[Task details]: Your answer should consist of every line in the records that holds "None".

Segment Start: Input data

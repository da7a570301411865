//! Database connection management

use crate::error::Result;
use libsql::{Builder, Connection, Database as LibSqlDatabase};
use std::path::Path;

use super::migrations;

/// Database wrapper for the local libSQL mirror
pub struct Database {
    _db: LibSqlDatabase,
    conn: Connection,
}

impl Database {
    /// Open a local database at the given path, creating it if it doesn't exist
    ///
    /// Runs migrations automatically.
    pub async fn open(path: impl AsRef<Path>) -> Result<Self> {
        let path_str = path.as_ref().to_string_lossy().to_string();
        let db = Builder::new_local(&path_str).build().await?;
        let conn = db.connect()?;

        let database = Self { _db: db, conn };
        database.configure().await?;
        database.migrate().await?;
        tracing::debug!("Opened local mirror at {}", path.as_ref().display());
        Ok(database)
    }

    /// Open an in-memory database (useful for testing)
    pub async fn open_in_memory() -> Result<Self> {
        let db = Builder::new_local(":memory:").build().await?;
        let conn = db.connect()?;

        let database = Self { _db: db, conn };
        database.configure().await?;
        database.migrate().await?;
        Ok(database)
    }

    /// Configure `SQLite` for optimal performance
    async fn configure(&self) -> Result<()> {
        // WAL is unavailable for in-memory databases; ignore the failure there
        self.conn
            .execute("PRAGMA journal_mode = WAL;", ())
            .await
            .ok();
        self.conn
            .execute("PRAGMA synchronous = NORMAL;", ())
            .await
            .ok();
        self.conn.execute("PRAGMA foreign_keys = ON;", ()).await?;
        self.conn
            .execute("PRAGMA cache_size = 10000;", ())
            .await
            .ok();
        Ok(())
    }

    /// Run database migrations
    async fn migrate(&self) -> Result<()> {
        migrations::run(&self.conn).await
    }

    /// Get a reference to the underlying connection
    pub const fn connection(&self) -> &Connection {
        &self.conn
    }
}
//! Client configuration loaded from the environment.

use std::collections::HashMap;
use std::env;
use std::fmt;
use std::time::Duration;

use thiserror::Error;

use crate::fetch::RetryPolicy;
use crate::models::UserType;
use crate::util::{is_http_url, normalize_text_option};

#[derive(Debug, Error)]
pub enum ConfigError {
    #[error("Missing required environment variable: {0}")]
    MissingVar(&'static str),
    #[error("Invalid configuration: {0}")]
    Invalid(String),
}

/// Settings for talking to the download API.
#[derive(Clone, PartialEq, Eq)]
pub struct ClientConfig {
    /// Base URL without a trailing slash
    pub api_base_url: String,
    pub api_token: Option<String>,
    pub http_timeout: Duration,
    pub retry: RetryPolicy,
    /// Session defaults used when a command does not name them
    pub user_type: Option<UserType>,
    pub user_id: Option<i64>,
}

impl fmt::Debug for ClientConfig {
    fn fmt(&self, formatter: &mut fmt::Formatter<'_>) -> fmt::Result {
        formatter
            .debug_struct("ClientConfig")
            .field("api_base_url", &self.api_base_url)
            .field(
                "api_token",
                &self.api_token.as_ref().map(|_| "[REDACTED]"),
            )
            .field("http_timeout", &self.http_timeout)
            .field("retry", &self.retry)
            .field("user_type", &self.user_type)
            .field("user_id", &self.user_id)
            .finish()
    }
}

impl ClientConfig {
    /// Minimal configuration for an explicit base URL.
    pub fn new(api_base_url: impl Into<String>) -> Result<Self, ConfigError> {
        let api_base_url = normalize_base_url(&api_base_url.into())?;
        Ok(Self {
            api_base_url,
            api_token: None,
            http_timeout: Duration::from_secs(30),
            retry: RetryPolicy::default(),
            user_type: None,
            user_id: None,
        })
    }

    pub fn from_env() -> Result<Self, ConfigError> {
        let values: HashMap<String, String> = env::vars().collect();
        Self::from_lookup(|name| values.get(name).cloned())
    }

    pub fn from_lookup(lookup: impl Fn(&str) -> Option<String>) -> Result<Self, ConfigError> {
        let api_base_url = required_trimmed(&lookup, "DEPOT_API_BASE_URL")?;
        let api_base_url = normalize_base_url(&api_base_url)?;
        let api_token = optional_trimmed(&lookup, "DEPOT_API_TOKEN");

        let timeout_secs = parse_in_range(&lookup, "DEPOT_HTTP_TIMEOUT_SECS", "30", 1, 600)?;
        let max_attempts = parse_in_range(&lookup, "DEPOT_RETRY_MAX_ATTEMPTS", "3", 1, 10)?;
        let base_delay_ms =
            parse_in_range(&lookup, "DEPOT_RETRY_BASE_DELAY_MS", "500", 0, 60_000)?;
        let max_delay_ms =
            parse_in_range(&lookup, "DEPOT_RETRY_MAX_DELAY_MS", "8000", 0, 300_000)?;
        if max_delay_ms < base_delay_ms {
            return Err(ConfigError::Invalid(
                "DEPOT_RETRY_MAX_DELAY_MS must be >= DEPOT_RETRY_BASE_DELAY_MS".to_string(),
            ));
        }

        let user_type = optional_trimmed(&lookup, "DEPOT_USER_TYPE")
            .map(|value| {
                value.parse::<UserType>().map_err(|_| {
                    ConfigError::Invalid(format!(
                        "DEPOT_USER_TYPE must be a user type code or name, got '{value}'"
                    ))
                })
            })
            .transpose()?;
        let user_id = optional_trimmed(&lookup, "DEPOT_USER_ID")
            .map(|value| {
                value.parse::<i64>().map_err(|_| {
                    ConfigError::Invalid("DEPOT_USER_ID must be an integer".to_string())
                })
            })
            .transpose()?;

        Ok(Self {
            api_base_url,
            api_token,
            http_timeout: Duration::from_secs(timeout_secs),
            retry: RetryPolicy {
                // Bounded above, so the narrowing cast cannot truncate
                max_attempts: u32::try_from(max_attempts).unwrap_or(u32::MAX),
                base_delay: Duration::from_millis(base_delay_ms),
                max_delay: Duration::from_millis(max_delay_ms),
            },
            user_type,
            user_id,
        })
    }
}

fn normalize_base_url(value: &str) -> Result<String, ConfigError> {
    let trimmed = value.trim().trim_end_matches('/');
    if !is_http_url(trimmed) {
        return Err(ConfigError::Invalid(
            "DEPOT_API_BASE_URL must start with http:// or https://".to_string(),
        ));
    }
    Ok(trimmed.to_string())
}

fn parse_in_range(
    lookup: impl Fn(&str) -> Option<String>,
    name: &str,
    default: &str,
    min: u64,
    max: u64,
) -> Result<u64, ConfigError> {
    let value = optional_trimmed(lookup, name)
        .unwrap_or_else(|| default.to_string())
        .parse::<u64>()
        .map_err(|_| ConfigError::Invalid(format!("{name} must be an integer in [{min}, {max}]")))?;
    if !(min..=max).contains(&value) {
        return Err(ConfigError::Invalid(format!(
            "{name} must be in [{min}, {max}]"
        )));
    }
    Ok(value)
}

fn required_trimmed(
    lookup: impl Fn(&str) -> Option<String>,
    name: &'static str,
) -> Result<String, ConfigError> {
    optional_trimmed(lookup, name).ok_or(ConfigError::MissingVar(name))
}

fn optional_trimmed(lookup: impl Fn(&str) -> Option<String>, name: &str) -> Option<String> {
    normalize_text_option(lookup(name))
}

Segment End: Input data

[Answer section]:
            api_token: None,
            user_type: None,
            user_id: None,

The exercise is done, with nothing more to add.